The essence matrix in the treatment effects model is a column of ones appended to the left of the identity matrix: \(\begin{bmatrix} 1 & 1 & 0 & 0 \\ 1 & 0 & 1 & 0 \\ 1 & 0 & 0 & 1 \end{bmatrix}\)
The essence matrix in reference cell coding is given by \(\begin{bmatrix} 1 & 1 & 0 \\ 1 & 0 & 1 \\ 1 & 0 & 0 \end{bmatrix}\) (assuming without loss of generality that the last group is the reference)
In each case, the row corresponding to group \(j\) is repeated \(n_j\) times so that the full \(X\) matrix has \(\sum_j n_j\) rows.
Consider a study in which we wish to compare pain levels among children recovering from surgery who were randomized to one of three groups: audio books (chosen by each child), music (the child could select the playlist), or control (noise cancelling headphones). After 30 minutes of one of the three conditions, each child rated his or her pain status using the following scale.
The study is described here, but we will consider similar data from a hypothetical smaller study (n=15 total). Suppose the data from the three groups is as follows.
Audio books: 5,6,7,2,6 Music: 5,4,4,7,6 Control: 4,8,7,6,10
Write each element of \(y=X\beta+\varepsilon\) in matrix or vector form using a group means coding scheme.

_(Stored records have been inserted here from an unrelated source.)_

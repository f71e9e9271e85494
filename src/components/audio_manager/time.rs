/// Format a seconds value as `m:ss`.
///
/// Total: NaN and infinities render as `0:00`, negative values clamp to zero.
pub fn format_time(seconds: f64) -> String {
    if !seconds.is_finite() {
        return ZERO_TIME.to_string();
    }
    let whole = seconds.max(0.0).floor() as u64;
    format!("{}:{:02}", whole / 60, whole % 60)
}

pub const ZERO_TIME: &str = "0:00";

/// A duration the browser has actually resolved (not NaN, not a live stream).
pub fn usable_duration(duration: f64) -> Option<f64> {
    (duration.is_finite() && duration > 0.0).then_some(duration)
}

#[cfg(test)]
mod tests {
    use super::*;

    #[test]
    fn formats_minutes_and_padded_seconds() {
        assert_eq!(format_time(65.0), "1:05");
        assert_eq!(format_time(0.0), "0:00");
        assert_eq!(format_time(59.99), "0:59");
        assert_eq!(format_time(600.0), "10:00");
        assert_eq!(format_time(3725.4), "62:05");
    }

    #[test]
    fn non_finite_input_formats_as_zero() {
        assert_eq!(format_time(f64::NAN), "0:00");
        assert_eq!(format_time(f64::INFINITY), "0:00");
        assert_eq!(format_time(f64::NEG_INFINITY), "0:00");
    }

    #[test]
    fn negative_input_clamps_to_zero() {
        assert_eq!(format_time(-12.0), "0:00");
    }

    #[test]
    fn usable_duration_rejects_unknown_values() {
        assert_eq!(usable_duration(f64::NAN), None);
        assert_eq!(usable_duration(f64::INFINITY), None);
        assert_eq!(usable_duration(0.0), None);
        assert_eq!(usable_duration(183.2), Some(183.2));
    }
}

Once you’ve finished, repeat the exercise using reference cell coding.
The least squares estimate minimizes the sum of squared residuals given by
\[\begin{eqnarray*} SSE&=& (y-\widehat{y})'(y-\widehat{y}) \\ &=& (y-X\widehat{\mu})'(y-X\widehat{\mu}) \\ &=& y'y-2\widehat{\mu}'X'y+\widehat{\mu}'X'X\widehat{\mu} \end{eqnarray*}\]
To find \(\mu\) that minimizes the SSE\(=y'y-2\mu'X'y+\mu'X'X\mu\) take derivatives:
\[\frac{\partial SSE}{\partial \mu}=0-2X'y+2X'X\mu\] and then solve for 0:
\[0=-2X'y+2X'X\widehat{\mu}\] to get the normal equations \[(X'X)_{p \times p}\widehat{\mu}=X'y.\]

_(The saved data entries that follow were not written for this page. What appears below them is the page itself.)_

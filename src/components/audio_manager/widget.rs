use super::media::MediaHandle;
use super::time::ZERO_TIME;

/// Which of the two toggle icons is visible.
#[derive(Debug, Clone, Copy, PartialEq, Eq, Default)]
pub enum Glyph {
    #[default]
    Play,
    Pause,
}

#[derive(Debug, Clone, Copy, PartialEq, Eq)]
#[allow(dead_code)]
pub enum PlaybackState {
    Paused,
    Playing,
    Errored,
}

pub const ERROR_LABEL: &str = "Error";

/// Everything the page shows for one widget.
#[derive(Debug, Clone, PartialEq)]
pub struct WidgetDisplay {
    pub glyph: Glyph,
    pub fill_percent: f64,
    pub elapsed: String,
    pub total: String,
}

impl WidgetDisplay {
    pub fn new(total: impl Into<String>) -> Self {
        Self {
            glyph: Glyph::Play,
            fill_percent: 0.0,
            elapsed: ZERO_TIME.to_string(),
            total: total.into(),
        }
    }

    /// True while the total label still shows its placeholder or a broken value.
    pub fn total_unresolved(&self) -> bool {
        let total = self.total.trim();
        total.is_empty() || total == ZERO_TIME || total.contains("NaN")
    }

    pub(super) fn reset_to_start(&mut self) {
        self.glyph = Glyph::Play;
        self.fill_percent = 0.0;
        self.elapsed = ZERO_TIME.to_string();
    }
}

impl Default for WidgetDisplay {
    fn default() -> Self {
        Self::new(ZERO_TIME)
    }
}

pub struct PlayerWidget<M: MediaHandle> {
    id: String,
    pub(super) media: M,
    pub(super) display: WidgetDisplay,
    pub(super) errored: bool,
}

impl<M: MediaHandle> PlayerWidget<M> {
    pub fn new(id: impl Into<String>, media: M, display: WidgetDisplay) -> Self {
        Self {
            id: id.into(),
            media,
            display,
            errored: false,
        }
    }

    pub fn id(&self) -> &str {
        &self.id
    }

    pub fn display(&self) -> &WidgetDisplay {
        &self.display
    }

    /// Playing/paused is read from the media element every time, never cached.
    #[allow(dead_code)]
    pub fn state(&self) -> PlaybackState {
        if self.errored {
            PlaybackState::Errored
        } else if self.media.paused() {
            PlaybackState::Paused
        } else {
            PlaybackState::Playing
        }
    }

    pub(super) fn is_audible(&self) -> bool {
        !self.media.paused()
    }
}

When \(X\) has rank \(p\), we solve the normal equations
\[\begin{eqnarray*} (X'X)\widehat{\mu}&=&X'y \\ (X'X)^{-1}(X'X)\widehat{\mu}=(X'X)^{-1}X'y \\ \widehat{\mu}=(X'X)^{-1}X'y \end{eqnarray*}\]

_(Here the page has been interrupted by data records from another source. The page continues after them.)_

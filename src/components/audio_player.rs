use dioxus::prelude::*;

use crate::components::audio_manager::{HIDDEN_CLASS, ZERO_TIME};
use crate::components::Icon;
use crate::config::TrackConfig;

/// Markup for one audio player widget. Behavior is attached afterwards by
/// `audio_manager::attach_players`, which finds these elements by class.
#[component]
pub fn AudioPlayer(track: TrackConfig) -> Element {
    let id = track.id.clone();

    rsx! {
        div {
            class: "audio-player flex flex-col gap-3 rounded-xl border border-zinc-800 bg-zinc-900/60 p-4",
            div { class: "flex items-center gap-4",
                button {
                    r#type: "button",
                    class: "play-btn flex h-12 w-12 items-center justify-center rounded-full bg-amber-600 text-zinc-950 hover:bg-amber-500 transition-colors",
                    aria_label: "Play {track.title}",
                    "data-audio": "{id}",
                    span { class: "play-icon",
                        Icon { name: "play".to_string(), class: "w-5 h-5".to_string() }
                    }
                    span { class: "pause-icon {HIDDEN_CLASS}",
                        Icon { name: "pause".to_string(), class: "w-5 h-5".to_string() }
                    }
                }
                div { class: "min-w-0 flex-1",
                    p { class: "truncate font-medium text-white",
                        "{track.title}"
                        if track.sample {
                            span { class: "ml-2 rounded bg-zinc-800 px-1.5 py-0.5 text-xs text-zinc-400",
                                "sample"
                            }
                        }
                    }
                    if let Some(blurb) = track.blurb.as_ref() {
                        p { class: "truncate text-sm text-zinc-400", "{blurb}" }
                    }
                }
            }
            div { class: "progress-bar h-1.5 w-full cursor-pointer rounded-full bg-zinc-800",
                div { class: "progress-fill h-full rounded-full bg-amber-500", style: "width: 0%" }
            }
            div { class: "flex justify-between text-xs tabular-nums text-zinc-500",
                span { class: "current-time", "{ZERO_TIME}" }
                span { class: "total-time", "{ZERO_TIME}" }
            }
            audio {
                preload: "metadata",
                src: "{track.src}",
                "data-id": "{id}",
            }
        }
    }
}
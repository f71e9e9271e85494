/// The slice of an audio element the player controller drives.
///
/// Starting playback is asynchronous in browsers, so `play` hands back
/// whatever pending request the platform produces; the caller awaits it and
/// reports the outcome through `PlayerController::play_settled`.
pub trait MediaHandle {
    type PlayRequest;

    fn paused(&self) -> bool;
    fn play(&self) -> Self::PlayRequest;
    fn pause(&self);
    fn duration(&self) -> f64;
    fn current_time(&self) -> f64;
    fn set_current_time(&self, seconds: f64);
}
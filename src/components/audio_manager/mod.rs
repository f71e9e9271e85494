//! Audio Manager - per-widget audio players with page-wide exclusive playback.
//! The controller is a plain model over `MediaHandle`; the browser binding
//! only translates DOM events into controller calls and renders the result.
#![cfg_attr(not(target_arch = "wasm32"), allow(dead_code))]

// `m:ss` formatting and duration sanity checks.
mod time;
// Media element seam.
mod media;
// Per-widget display model and playback state.
mod widget;
// Registry enforcing single playback, progress, seek and error handling.
mod controller;
// Selectors and attributes the player markup must provide.
mod markup;
// Browser (wasm) binding.
#[cfg(target_arch = "wasm32")]
mod web;

pub use markup::HIDDEN_CLASS;
pub use time::ZERO_TIME;

#[cfg(target_arch = "wasm32")]
pub use web::attach_players;

/// Attach players to the page; no-op off the web.
#[cfg(not(target_arch = "wasm32"))]
pub fn attach_players() -> usize {
    0
}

Our least squares estimate in this case is unique, the best linear unbiased estimate, and if our errors are Gaussian, \(\widehat{\mu}\) is the MLE and minimum variance unbiased estimator.
When \(X\) has rank \(<p\), we can use a generalized inverse, but \(\widehat{\mu}\) is not unique, though the predicted values and residuals are unique.